▸ What you are asked to do: For the data that follows, report how many lines contain the word "query", and nothing else.

▸ Exercise materials:
• • • • •

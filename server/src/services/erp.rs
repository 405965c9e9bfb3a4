//! ERP client: credential exchange, token validation, revocation, and
//! pass-through reads.
//!
//! SYSTEM CONTEXT
//! ==============
//! The ERP is the identity provider and system of record. MAOS never stores
//! tokens server-side; every call carries the caller's bearer token and the
//! ERP decides whether it is still good.
//!
//! ERROR HANDLING
//! ==============
//! 401/403 from the ERP are answers, not failures: login maps them to
//! `Rejected` and validation to `Ok(false)`. Transport problems and other
//! statuses surface as errors so callers can answer 502 instead of logging
//! the user out on a flaky upstream.

#[cfg(test)]
#[path = "erp_test.rs"]
mod erp_test;

use std::time::Duration;

use async_trait::async_trait;
use session::{AuthApi, AuthError, Credentials, Session, SessionError};

#[derive(Debug, thiserror::Error)]
pub enum ErpError {
    #[error("erp client setup failed: {0}")]
    Client(String),
    #[error("erp unreachable: {0}")]
    Unreachable(String),
    #[error("erp rejected the credentials")]
    Rejected,
    #[error("erp returned status {0}")]
    Status(u16),
    #[error("erp returned an invalid session: {0}")]
    InvalidSession(#[from] SessionError),
    #[error("erp path resolves outside the base url: {0}")]
    Path(String),
}

impl From<ErpError> for AuthError {
    fn from(err: ErpError) -> Self {
        match err {
            ErpError::Rejected => AuthError::Rejected("invalid email or password".to_owned()),
            ErpError::Unreachable(msg) | ErpError::Client(msg) => AuthError::Network(msg),
            ErpError::Status(status) => AuthError::Upstream(format!("erp returned status {status}")),
            ErpError::InvalidSession(e) => AuthError::InvalidSession(e),
            ErpError::Path(path) => AuthError::Upstream(format!("invalid erp path {path}")),
        }
    }
}

/// Raw upstream answer relayed by the pass-through route.
#[derive(Debug)]
pub struct ErpResponse {
    pub status: u16,
    pub content_type: Option<String>,
    pub body: Vec<u8>,
}

pub struct ErpClient {
    http: reqwest::Client,
    base_url: String,
    base: reqwest::Url,
}

impl ErpClient {
    /// Build a client for `base_url` (no trailing slash) with a per-request timeout.
    ///
    /// # Errors
    ///
    /// Returns [`ErpError::Client`] if `base_url` does not parse or the TLS
    /// backend cannot be initialized.
    pub fn new(base_url: impl Into<String>, timeout: Duration) -> Result<Self, ErpError> {
        let base_url = base_url.into();
        let base = reqwest::Url::parse(&base_url).map_err(|e| ErpError::Client(e.to_string()))?;
        let http = reqwest::Client::builder()
            .timeout(timeout)
            .build()
            .map_err(|e| ErpError::Client(e.to_string()))?;
        Ok(Self { http, base_url, base })
    }

    #[must_use]
    pub fn base_url(&self) -> &str {
        &self.base_url
    }

    fn url(&self, path: &str) -> String {
        format!("{}/{}", self.base_url, path.trim_start_matches('/'))
    }

    /// Resolve a caller-supplied pass-through path under the base URL.
    ///
    /// Segments are appended one by one so `%` and `\` are re-encoded
    /// rather than interpreted. The result must still sit below the base path.
    ///
    /// # Errors
    ///
    /// Returns [`ErpError::Path`] when the resolved URL leaves the base path.
    pub fn pass_through_url(&self, path: &str, query: Option<&str>) -> Result<reqwest::Url, ErpError> {
        let escaped = || ErpError::Path(path.to_owned());
        let mut url = self.base.clone();
        url.path_segments_mut()
            .map_err(|()| escaped())?
            .pop_if_empty()
            .extend(path.trim_start_matches('/').split('/'));
        url.set_query(query.filter(|q| !q.is_empty()));

        let root = format!("{}/", self.base.path().trim_end_matches('/'));
        if !url.path().starts_with(&root) || url.path().len() == root.len() {
            return Err(escaped());
        }
        Ok(url)
    }

    /// `POST {erp}/auth/login` with the credentials.
    ///
    /// # Errors
    ///
    /// [`ErpError::Rejected`] for 400/401/403, [`ErpError::Status`] for any
    /// other non-success, [`ErpError::InvalidSession`] for a body that is not
    /// a complete session.
    pub async fn authenticate(&self, credentials: &Credentials) -> Result<Session, ErpError> {
        let resp = self
            .http
            .post(self.url("auth/login"))
            .json(credentials)
            .send()
            .await
            .map_err(|e| ErpError::Unreachable(e.to_string()))?;

        let status = resp.status().as_u16();
        match status {
            200..=299 => {}
            400 | 401 | 403 => return Err(ErpError::Rejected),
            other => return Err(ErpError::Status(other)),
        }

        let body = resp.text().await.map_err(|e| ErpError::Unreachable(e.to_string()))?;
        Ok(Session::from_json(&body)?)
    }

    /// `GET {erp}/auth/validate` with `token` as bearer.
    ///
    /// # Errors
    ///
    /// Returns an error when the ERP cannot answer; a refused token is `Ok(false)`.
    pub async fn validate(&self, token: &str) -> Result<bool, ErpError> {
        let resp = self
            .http
            .get(self.url("auth/validate"))
            .bearer_auth(token)
            .send()
            .await
            .map_err(|e| ErpError::Unreachable(e.to_string()))?;

        match resp.status().as_u16() {
            200..=299 => Ok(true),
            401 | 403 => Ok(false),
            other => Err(ErpError::Status(other)),
        }
    }

    /// `POST {erp}/auth/logout` with `token` as bearer.
    ///
    /// # Errors
    ///
    /// Returns an error for transport failures and non-success statuses other
    /// than 401/403, which mean the token was already dead.
    pub async fn revoke(&self, token: &str) -> Result<(), ErpError> {
        let resp = self
            .http
            .post(self.url("auth/logout"))
            .bearer_auth(token)
            .send()
            .await
            .map_err(|e| ErpError::Unreachable(e.to_string()))?;

        match resp.status().as_u16() {
            200..=299 | 401 | 403 => Ok(()),
            other => Err(ErpError::Status(other)),
        }
    }

    /// `GET {erp}/{path}?{query}` with `token` as bearer, relayed unchanged.
    ///
    /// # Errors
    ///
    /// Returns [`ErpError::Path`] for a path that escapes the base URL and
    /// [`ErpError::Unreachable`] when no response arrives; every upstream
    /// status is returned in the [`ErpResponse`].
    pub async fn forward_get(&self, path: &str, query: Option<&str>, token: &str) -> Result<ErpResponse, ErpError> {
        let url = self.pass_through_url(path, query)?;

        let resp = self
            .http
            .get(url)
            .bearer_auth(token)
            .send()
            .await
            .map_err(|e| ErpError::Unreachable(e.to_string()))?;

        let status = resp.status().as_u16();
        let content_type = resp
            .headers()
            .get(reqwest::header::CONTENT_TYPE)
            .and_then(|v| v.to_str().ok())
            .map(str::to_owned);
        let body = resp
            .bytes()
            .await
            .map_err(|e| ErpError::Unreachable(e.to_string()))?
            .to_vec();
        Ok(ErpResponse { status, content_type, body })
    }
}

#[async_trait(?Send)]
impl AuthApi for ErpClient {
    async fn login(&self, credentials: &Credentials) -> Result<Session, AuthError> {
        Ok(self.authenticate(credentials).await?)
    }

    async fn validate_token(&self, token: &str) -> Result<bool, AuthError> {
        Ok(self.validate(token).await?)
    }
}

• • • • •

▸ Result for this task: 5